The Consumer Finance Protection Bureau (CFPB) has just finalized a rule that makes it easy and safe for you to figure out which bank will give you the best deal and switch to that bank, with just a couple of clicks.
We love this kind of thing: the coolest thing about a digital world is how easy it is to switch from product or service to another – in theory. Digital tools are so flexible, anyone who wants your business can write a program to import your data into a new service and forward any messages or interactions that show up at the old service.
That’s the theory. But in practice, companies have figured out how to use law – IP law, cybersecurity law, contract law, trade secrecy law – to literally criminalize this kind of marvelous digital flexibility, so that it can end up being even harder to switch away from a digital service than it is to hop around among traditional, analog ones.
Companies love lock-in. The harder it is to quit a product or service, the worse a company can treat you without risking your business. Economists call the difficulties you face in leaving one service for another the “switching costs” and businesses go to great lengths to raise the switching costs they can impose on you if you have the temerity to be a disloyal customer.
So long as it’s easier to coerce your loyalty than it is to earn it, companies win and their customers lose. That’s where the new CFPB rule comes in.
Under this rule, you can authorize a third party – another bank, a comparison shopping site, a broker, or just your bookkeeping software – to request your account data from your bank. The bank has to give the third party all the data you’ve authorized. This data can include your transaction history and all the data needed to set up your payees and recurring transactions somewhere else.

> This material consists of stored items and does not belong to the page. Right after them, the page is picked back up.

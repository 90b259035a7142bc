//! Lookups over an observation shared by conditions and actions.

use voxel_core::{BlockPos, Entity, Inventory, ItemId, KnowledgeBase, Observation, PickaxeTier};

/// Closest entity of `kind` to the agent's feet.
pub fn nearest_entity<'o>(
    entities: &'o [Entity],
    obs: &Observation,
    kind: &ItemId,
) -> Option<(&'o Entity, f64)> {
    nearest_where(entities, obs, |e| &e.kind == kind)
}

/// Closest entity of any kind to the agent's feet.
pub fn nearest_any<'o>(entities: &'o [Entity], obs: &Observation) -> Option<(&'o Entity, f64)> {
    nearest_where(entities, obs, |_| true)
}

fn nearest_where<'o>(
    entities: &'o [Entity],
    obs: &Observation,
    mut pred: impl FnMut(&Entity) -> bool,
) -> Option<(&'o Entity, f64)> {
    let pos = obs.position?;
    entities
        .iter()
        .filter(|e| pred(e))
        .map(|e| (e, pos.distance(e.position)))
        .min_by(|a, b| a.1.total_cmp(&b.1))
}

/// Closest block of type `block`, measured from the eye to the block centre.
pub fn nearest_block(obs: &Observation, block: &ItemId) -> Option<(BlockPos, f64)> {
    let eye = obs.position?.eye();
    obs.grid.as_ref()?.nearest(eye, block)
}

pub fn sees_block(obs: &Observation, block: &ItemId) -> bool {
    obs.grid.as_ref().is_some_and(|g| g.contains_block(block))
}

/// Slot and tier of the highest-tier pickaxe held.
pub fn best_pickaxe(inventory: &Inventory, kb: &dyn KnowledgeBase) -> Option<(usize, PickaxeTier)> {
    inventory
        .iter()
        .filter(|(_, slot)| slot.amount > 0)
        .filter_map(|(i, slot)| kb.pickaxe_tier(&slot.item).map(|tier| (i, tier)))
        .max_by(|a, b| a.1.cmp(&b.1).then(b.0.cmp(&a.0)))
}

/// Tier of the pickaxe currently in hand.
pub fn equipped_pickaxe(obs: &Observation, kb: &dyn KnowledgeBase) -> Option<PickaxeTier> {
    obs.equipped().and_then(|slot| kb.pickaxe_tier(&slot.item))
}

pub fn is_equipped(obs: &Observation, item: &ItemId) -> bool {
    obs.equipped()
        .is_some_and(|slot| &slot.item == item && slot.amount > 0)
}

/// The crosshair rests on `kind` and it can be hit from here.
pub fn looking_at(obs: &Observation, kind: &ItemId) -> bool {
    obs.line_of_sight
        .as_ref()
        .is_some_and(|los| &los.kind == kind && los.in_range)
}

That means that – for example – you can authorize a comparison shopping site to access some of your bank details, like how much you pay in overdraft fees and service charges, how much you earn in interest, and what your loans and credit cards are costing you. The service can use this data to figure out which bank will cost you the least and pay you the most.
Then, once you’ve opened an account with your new best bank, you can direct it to request all your data from your old bank, and with a few clicks, get fully set up in your new financial home. All your payees transfer over, all your regular payments, all the transaction history you’ll rely on at tax-time. “Painless” is an admittedly weird adjective to apply to household finances, but this comes pretty darned close.
Americans lose a lot of money to banking fees and low interest rates. How much? Well, CFPB economists, using a very conservative methodology, estimate that this rule will make the American public at least $677 million better off, every year.
Now, that $677 million has to come from somewhere, and it does: it comes from the banks that are currently charging sky-high fees and paying rock-bottom interest. The largest of these banks are suing the CFPB in bid to block the rule from taking effect.
These banks claim that they are doing this to protect us, their depositors, from a torrent of fraud that would be unleashed if we were allowed to give third parties access to our own financial data. Clearly, this is the only reason a giant bank would want to make it harder for us to change to a competitor (it can’t possibly have anything to do with the $677 million we stand to save by switching).
We’ve heard arguments like these before. While EFF takes a back seat to no one when it comes to defending user security (we practically invented this), we reject the idea that user security is improved when corporations lock us in (and leading security experts agree with us).
This is not to say that a bad data-sharing interoperability rule wouldn’t be, you know, bad. A rule that lacked the proper safeguards could indeed enable a wave of fraud and identity theft the likes of which we’ve never seen.
Thankfully, this is a good interoperability rule! We liked it when it was first proposed, and it got even better through the rulemaking process.
First, the CFPB had the wisdom to know that a federal finance agency probably wasn’t the best – or only – group of people to design a data-interchange standard. Rather than telling the banks exactly how they should transmit data when requested by their customers, the CFPB instead said, “These are the data you need to share and these are the characteristics of a good standards body. So long as you use a standard from a good standards body that shares this data, you’re in compliance with the rule.” This is an approach we’ve advocated for years, and it’s the first time we’ve seen it in the wild.
The CFPB also instructs the banks to fail safe: any time a bank gets a request to share your data that it thinks might be fraudulent, they have the right to block the process until they can get more information and confirm that everything is on the up-and-up.
The rule also regulates the third parties that can get your data, establishing stringent criteria for which kinds of entities can do this. It also limits how they can use your data (strictly for the purposes you authorize) and what they need to do with the data when that has been completed (delete it forever), and what else they are allowed to do with it (nothing). There’s also a mini “click-to-cancel” rule that guarantees that you can instantly revoke any third party’s access to your data, for any reason.
The CFPB has had the authority to make a rule like this since its founding in 2010, with the passage of the Consumer Financial Protection Act (CFPA). Back when the CFPA was working its way through Congress, the banks howled that they were being forced to give up “their” data to their competitors.
But it’s not their data. It’s your data. The decision about who you share it with belongs to you, and you alone.